Eine enge Kinderfreundschaft verband mich mit Matthias Koitzsch, dessen Vater Geschäftsführer des Baugeschäftes „Paul Malters Erben“ war. Der Bauhof, die anschliessende Obstwiese und die Mitfahrten auf den Firmen-LKWs, ein Wehrmachtsopel und ein Vorkriegs-Magirus boten jede Menge Abenteuer.
Auch die Straßenbahn, die auf der Leipziger Straße, Ecke Rankestraße eine Haltestelle hatte erweckte meine Neugier und ich sah den anhaltenden und abfahrenden Bahnen gespannt zu.

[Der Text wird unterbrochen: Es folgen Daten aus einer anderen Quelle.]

//! Time-bucket keys for aggregation.

use chrono::{Datelike, NaiveDate};

/// Weekday names in calendar order, Monday first. Charts and aggregate
/// sorting reindex weekday buckets into this order.
pub const WEEKDAY_ORDER: [&str; 7] = [
    "Monday",
    "Tuesday",
    "Wednesday",
    "Thursday",
    "Friday",
    "Saturday",
    "Sunday",
];

/// English weekday name for a date.
pub fn weekday_name(date: NaiveDate) -> &'static str {
    WEEKDAY_ORDER[date.weekday().num_days_from_monday() as usize]
}

/// Calendar ordinal of a date's weekday, Monday = 1 through Sunday = 7.
pub fn weekday_ordinal(date: NaiveDate) -> u32 {
    date.weekday().number_from_monday()
}

/// Month bucket key, `YYYY-MM`. Lexicographic order of these keys is
/// chronological order, so month aggregates sort without date arithmetic.
pub fn month_key(date: NaiveDate) -> String {
    format!("{:04}-{:02}", date.year(), date.month())
}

Als mein Vater 1947 als ehemals begeisterter Hitlerjunge und U-Bootfahrer aus britischer Kriegsgefangenschaft von Kiel durch das zerbombte Deutschland in seine Heimatstadt Dresden fuhr, wurde ihm der Missbrauch seiner jugendlichen Kriegsbegeisterung durch die Nazis mehr und mehr bewusst. Meine Mutter überlebte den Bombenangriff am 13. Februar 1945 in Dresden nur knapp. Was beide sehr erschütterte, war, dass die NS-Schreibtischtäter weiterhin in Verwaltung und Justiz in der jungen Bundesrepublik ungeschoren tätig waren und keinerlei Reue zeigten. „Nie wieder Krieg” war der Ausgangspunkt für das politische Interesse, das sich auch auf mich übertrug.
Angewidert, weil an die Aufmärsche der Hitlerjugend erinnernd, war er von den Demonstrationszügen der „Freien Deutschen Jugend“. Was ihn, neben der schlechten Versorgungslage, bewog, die DDR 1956 zu verlassen, während Mutter und Sohn nachzogen.

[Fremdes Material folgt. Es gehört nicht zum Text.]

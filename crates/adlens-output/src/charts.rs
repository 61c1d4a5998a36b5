//! PNG chart rendering.
//!
//! Line charts plot one series per platform over an ordered set of time
//! buckets. Non-finite values and absent buckets break a series into
//! separate runs, mirroring how the gaps would appear if the frame were
//! reindexed. Gridlines are drawn as a light alpha-blended mesh.

use crate::error::{OutputError, Result};
use adlens_metrics::{AggregateRow, WEEKDAY_ORDER};
use plotters::prelude::*;
use plotters::style::FontTransform;
use std::collections::BTreeSet;
use std::error::Error as StdError;
use std::fs;
use std::path::Path;

/// Chart canvas size, landscape.
const CANVAS: (u32, u32) = (800, 500);

/// Per-platform metric series over a shared, ordered set of buckets.
#[derive(Debug, Clone, PartialEq)]
pub struct SeriesSet {
    /// Bucket labels along the x axis, in display order.
    pub buckets: Vec<String>,
    /// `(platform, value per bucket)` pairs; `None` where the platform
    /// has no row for a bucket.
    pub series: Vec<(String, Vec<Option<f64>>)>,
}

impl SeriesSet {
    /// Build a series set from bucketed aggregate rows, selecting one
    /// metric per row. Buckets and platforms both come out in sorted
    /// order; for `YYYY-MM` month keys the sort is chronological.
    pub fn from_rows(rows: &[AggregateRow], metric: impl Fn(&AggregateRow) -> f64) -> Self {
        let buckets: BTreeSet<&String> = rows.iter().filter_map(|r| r.bucket.as_ref()).collect();
        let buckets = buckets.into_iter().cloned().collect();
        Self::over_buckets(rows, buckets, metric)
    }

    /// Like [`SeriesSet::from_rows`], but reindexed over the full
    /// calendar week Monday through Sunday; weekdays with no data become
    /// gaps.
    pub fn full_week(rows: &[AggregateRow], metric: impl Fn(&AggregateRow) -> f64) -> Self {
        let buckets = WEEKDAY_ORDER.iter().map(|d| d.to_string()).collect();
        Self::over_buckets(rows, buckets, metric)
    }

    fn over_buckets(
        rows: &[AggregateRow],
        buckets: Vec<String>,
        metric: impl Fn(&AggregateRow) -> f64,
    ) -> Self {
        let platforms: BTreeSet<&str> = rows.iter().map(|r| r.platform.as_str()).collect();
        let series = platforms
            .into_iter()
            .map(|platform| {
                let values = buckets
                    .iter()
                    .map(|bucket| {
                        rows.iter()
                            .find(|r| {
                                r.platform == platform && r.bucket.as_deref() == Some(bucket)
                            })
                            .map(&metric)
                    })
                    .collect();
                (platform.to_string(), values)
            })
            .collect();
        Self { buckets, series }
    }
}

/// Render a line chart of a metric against time buckets, one line per
/// platform. `markers` draws a circle at each data point.
pub fn render_line_chart(
    path: impl AsRef<Path>,
    title: &str,
    x_desc: &str,
    y_desc: &str,
    set: &SeriesSet,
    markers: bool,
) -> Result<()> {
    ensure_parent_dir(path.as_ref())?;
    draw_line_chart(path.as_ref(), title, x_desc, y_desc, set, markers)
        .map_err(|e| OutputError::Chart(e.to_string()))
}

/// Render a horizontal bar chart of feature importances. `importances`
/// comes in most-important-first; bars are stacked with the least
/// important at the bottom.
pub fn render_importance_chart(
    path: impl AsRef<Path>,
    title: &str,
    importances: &[(String, f64)],
) -> Result<()> {
    ensure_parent_dir(path.as_ref())?;
    draw_importance_chart(path.as_ref(), title, importances)
        .map_err(|e| OutputError::Chart(e.to_string()))
}

/// Render a predicted-vs-actual scatter plot for the held-out partition.
pub fn render_scatter_chart(
    path: impl AsRef<Path>,
    title: &str,
    actual: &[f64],
    predicted: &[f64],
) -> Result<()> {
    ensure_parent_dir(path.as_ref())?;
    draw_scatter_chart(path.as_ref(), title, actual, predicted)
        .map_err(|e| OutputError::Chart(e.to_string()))
}

fn ensure_parent_dir(path: &Path) -> Result<()> {
    if let Some(parent) = path.parent() {
        if !parent.as_os_str().is_empty() {
            fs::create_dir_all(parent)?;
        }
    }
    Ok(())
}

fn draw_line_chart(
    path: &Path,
    title: &str,
    x_desc: &str,
    y_desc: &str,
    set: &SeriesSet,
    markers: bool,
) -> std::result::Result<(), Box<dyn StdError>> {
    let root = BitMapBackend::new(path, CANVAS).into_drawing_area();
    root.fill(&WHITE)?;

    let n = set.buckets.len().max(1);
    let (y_min, y_max) = value_bounds(
        set.series
            .iter()
            .flat_map(|(_, values)| values.iter().flatten().copied()),
    );

    let mut chart = ChartBuilder::on(&root)
        .caption(title, ("sans-serif", 24))
        .margin(10)
        .x_label_area_size(70)
        .y_label_area_size(60)
        .build_cartesian_2d(-0.5f64..(n as f64 - 0.5), y_min..y_max)?;

    let buckets = set.buckets.clone();
    chart
        .configure_mesh()
        .x_labels(n)
        .x_label_formatter(&|x: &f64| {
            let idx = x.round() as i64;
            usize::try_from(idx)
                .ok()
                .and_then(|i| buckets.get(i).cloned())
                .unwrap_or_default()
        })
        .x_label_style(("sans-serif", 12).into_font().transform(FontTransform::Rotate90))
        .x_desc(x_desc)
        .y_desc(y_desc)
        .light_line_style(BLACK.mix(0.15))
        .draw()?;

    for (platform_idx, (platform, values)) in set.series.iter().enumerate() {
        let color = Palette99::pick(platform_idx).mix(0.9);
        let mut labeled = false;
        for run in contiguous_runs(values) {
            let points: Vec<(f64, f64)> =
                run.iter().map(|&(x, y)| (x as f64, y)).collect();
            let anno = chart.draw_series(LineSeries::new(points, color.stroke_width(2)))?;
            if !labeled {
                anno.label(platform).legend(move |(x, y)| {
                    PathElement::new(vec![(x, y), (x + 18, y)], color.stroke_width(2))
                });
                labeled = true;
            }
        }
        if markers {
            let dots: Vec<(f64, f64)> = values
                .iter()
                .enumerate()
                .filter_map(|(x, v)| v.filter(|v| v.is_finite()).map(|v| (x as f64, v)))
                .collect();
            chart.draw_series(
                dots.into_iter().map(|point| Circle::new(point, 3, color.filled())),
            )?;
        }
    }

    chart
        .configure_series_labels()
        .background_style(WHITE.mix(0.8))
        .border_style(BLACK)
        .draw()?;
    root.present()?;
    Ok(())
}

fn draw_importance_chart(
    path: &Path,
    title: &str,
    importances: &[(String, f64)],
) -> std::result::Result<(), Box<dyn StdError>> {
    let root = BitMapBackend::new(path, CANVAS).into_drawing_area();
    root.fill(&WHITE)?;

    // Least important at the bottom, as a horizontal barh would stack.
    let mut items: Vec<(String, f64)> = importances.to_vec();
    items.reverse();

    let n = items.len().max(1);
    let x_max = items.iter().map(|(_, v)| *v).fold(0.0_f64, f64::max);
    let x_max = if x_max > 0.0 { x_max * 1.1 } else { 1.0 };

    let mut chart = ChartBuilder::on(&root)
        .caption(title, ("sans-serif", 24))
        .margin(10)
        .x_label_area_size(40)
        .y_label_area_size(110)
        .build_cartesian_2d(0f64..x_max, -0.5f64..(n as f64 - 0.5))?;

    let names: Vec<String> = items.iter().map(|(name, _)| name.clone()).collect();
    chart
        .configure_mesh()
        .y_labels(n)
        .y_label_formatter(&|y: &f64| {
            let idx = y.round() as i64;
            usize::try_from(idx)
                .ok()
                .and_then(|i| names.get(i).cloned())
                .unwrap_or_default()
        })
        .x_desc("Importance")
        .light_line_style(BLACK.mix(0.15))
        .draw()?;

    chart.draw_series(items.iter().enumerate().map(|(i, (_, value))| {
        Rectangle::new(
            [(0.0, i as f64 - 0.35), (*value, i as f64 + 0.35)],
            BLUE.mix(0.6).filled(),
        )
    }))?;

    root.present()?;
    Ok(())
}

fn draw_scatter_chart(
    path: &Path,
    title: &str,
    actual: &[f64],
    predicted: &[f64],
) -> std::result::Result<(), Box<dyn StdError>> {
    let root = BitMapBackend::new(path, CANVAS).into_drawing_area();
    root.fill(&WHITE)?;

    let points: Vec<(f64, f64)> = actual
        .iter()
        .zip(predicted)
        .filter(|(a, p)| a.is_finite() && p.is_finite())
        .map(|(&a, &p)| (a, p))
        .collect();

    let (x_min, x_max) = value_bounds(points.iter().map(|&(a, _)| a));
    let (y_min, y_max) = value_bounds(points.iter().map(|&(_, p)| p));

    let mut chart = ChartBuilder::on(&root)
        .caption(title, ("sans-serif", 24))
        .margin(10)
        .x_label_area_size(50)
        .y_label_area_size(60)
        .build_cartesian_2d(x_min..x_max, y_min..y_max)?;

    chart
        .configure_mesh()
        .x_desc("Actual ROMI")
        .y_desc("Predicted ROMI")
        .light_line_style(BLACK.mix(0.15))
        .draw()?;

    chart.draw_series(
        points
            .into_iter()
            .map(|point| Circle::new(point, 4, BLUE.mix(0.5).filled())),
    )?;

    root.present()?;
    Ok(())
}

/// Padded min/max bounds over the finite values of an iterator; a flat or
/// empty range falls back to a unit span so chart construction never gets
/// an empty coordinate range.
fn value_bounds(values: impl Iterator<Item = f64>) -> (f64, f64) {
    let mut min = f64::INFINITY;
    let mut max = f64::NEG_INFINITY;
    for value in values.filter(|v| v.is_finite()) {
        min = min.min(value);
        max = max.max(value);
    }
    if min > max {
        return (0.0, 1.0);
    }
    let span = (max - min).abs();
    let pad = if span > 0.0 { span * 0.05 } else { 0.5 };
    (min - pad, max + pad)
}

/// Split a bucket-aligned series into runs of consecutive finite points.
fn contiguous_runs(values: &[Option<f64>]) -> Vec<Vec<(usize, f64)>> {
    let mut runs = Vec::new();
    let mut current: Vec<(usize, f64)> = Vec::new();
    for (idx, value) in values.iter().enumerate() {
        match value {
            Some(v) if v.is_finite() => current.push((idx, *v)),
            _ => {
                if !current.is_empty() {
                    runs.push(std::mem::take(&mut current));
                }
            }
        }
    }
    if !current.is_empty() {
        runs.push(current);
    }
    runs
}

#[cfg(test)]
mod tests {
    use super::*;

    fn row(platform: &str, bucket: &str, ctr: f64) -> AggregateRow {
        AggregateRow {
            platform: platform.to_string(),
            bucket: Some(bucket.to_string()),
            weekday_ord: None,
            impressions: 0.0,
            clicks: 0.0,
            cost: 0.0,
            conversions: 0.0,
            revenue: 0.0,
            ctr,
            cpc: 0.0,
            cpm: 0.0,
            romi: 0.0,
        }
    }

    #[test]
    fn series_set_aligns_platforms_over_buckets() {
        let rows = vec![
            row("google", "2024-01", 0.04),
            row("google", "2024-02", 0.05),
            row("facebook", "2024-01", 0.03),
        ];
        let set = SeriesSet::from_rows(&rows, |r| r.ctr);
        assert_eq!(set.buckets, ["2024-01", "2024-02"]);
        assert_eq!(set.series.len(), 2);
        // BTreeSet ordering: facebook before google.
        assert_eq!(set.series[0].0, "facebook");
        assert_eq!(set.series[0].1, vec![Some(0.03), None]);
        assert_eq!(set.series[1].1, vec![Some(0.04), Some(0.05)]);
    }

    #[test]
    fn month_buckets_sort_chronologically_across_platforms() {
        // Platform-major row order puts facebook's months before
        // google's; the axis must still come out chronological.
        let rows = vec![
            row("facebook", "2024-02", 0.03),
            row("facebook", "2024-03", 0.02),
            row("google", "2024-01", 0.04),
            row("google", "2024-02", 0.05),
        ];
        let set = SeriesSet::from_rows(&rows, |r| r.ctr);
        assert_eq!(set.buckets, ["2024-01", "2024-02", "2024-03"]);
        assert_eq!(set.series[0].1, vec![None, Some(0.03), Some(0.02)]);
        assert_eq!(set.series[1].1, vec![Some(0.04), Some(0.05), None]);
    }

    #[test]
    fn full_week_reindexes_to_seven_buckets() {
        let rows = vec![row("google", "Wednesday", 0.02)];
        let set = SeriesSet::full_week(&rows, |r| r.ctr);
        assert_eq!(set.buckets.len(), 7);
        assert_eq!(set.series[0].1[2], Some(0.02));
        assert_eq!(set.series[0].1[0], None);
    }

    #[test]
    fn runs_break_on_gaps_and_non_finite_values() {
        let values = vec![
            Some(1.0),
            Some(2.0),
            None,
            Some(f64::INFINITY),
            Some(3.0),
            Some(4.0),
        ];
        let runs = contiguous_runs(&values);
        assert_eq!(runs.len(), 2);
        assert_eq!(runs[0], vec![(0, 1.0), (1, 2.0)]);
        assert_eq!(runs[1], vec![(4, 3.0), (5, 4.0)]);
    }

    #[test]
    fn bounds_ignore_non_finite_and_never_collapse() {
        let (min, max) = value_bounds([1.0, f64::NAN, 3.0, f64::INFINITY].into_iter());
        assert!(min < 1.0 && max > 3.0);

        let (min, max) = value_bounds(std::iter::empty());
        assert_eq!((min, max), (0.0, 1.0));

        let (min, max) = value_bounds([2.0, 2.0].into_iter());
        assert!(min < 2.0 && max > 2.0);
    }
}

Über die Schweiz landeten wir in Schwenningen am Neckar, eine aufblühende Uhrenindustriestadt. Mein Vater fand als Heizungsmonteur sofort Arbeit und eine Wohnung, Meine Mutter steckte als gelernte Fleischereifachverkäuferin Uhren zusammen und ich ging in die Schule. Dabei wurde mir zum ersten Mal klar, dass am Neckar auch Deutsch gesprochen wurde, aber mit ganz anderem Singsang und Ausdrücken, als in Sachsen. „Grasdackel“ und „net ganz bache“ waren einer der fremartigen
Wortschöpfungen. Aber ansonsten wurde ich von Mitschülern und Nachbarskindern voll respektiert. Im Musikverein „Harmonie“,spielte ich seit 1964 dieTuba, in den 1980er Jahren in der Straßenbahnerkapelle Heidelberg und bei der Polizeimusik Mannheim. Leider musste ich berufsbedingt das Tubaspielen nach gut 25 Jahren aufgeben.
Mit den Pfadfindern erwanderte ich Korsika. Mit der ÖTV-Jugend besuchte ich 1968 Israel und arbeitete in einem Kibuz. Als Juso machte ich 1972 Wahlkampf für Willy Brand. Nach Tätigkeiten in der SPD als Schriftführer und Beisitzer trat ich wegen der Schröderschen Politik aus. Ich setzte mich schon damals gegen den ausufernden Straßenbau, Verschmutzung von Flüssen und Seen mit Phosphaten, verbleites Benzin, geordnete Mülldeponierung und für soziales Wohnen ein. Den alten Genossen dagegen war Umweltschutz suspekt, „Mit der Faust im Sack“ stimmten sie für den Bau breiter Stadtstraßen und dem Abholzen alter Baumbestände. Glücklicherweise ging durch die Krise in der Uhrenindustrie das Geld aus, die Straßen wurden erst später gebaut, die Bäume stehen noch und der Autoverkehr, in Zwischenzeit sicherlich vervierfacht, rollt trotzdem.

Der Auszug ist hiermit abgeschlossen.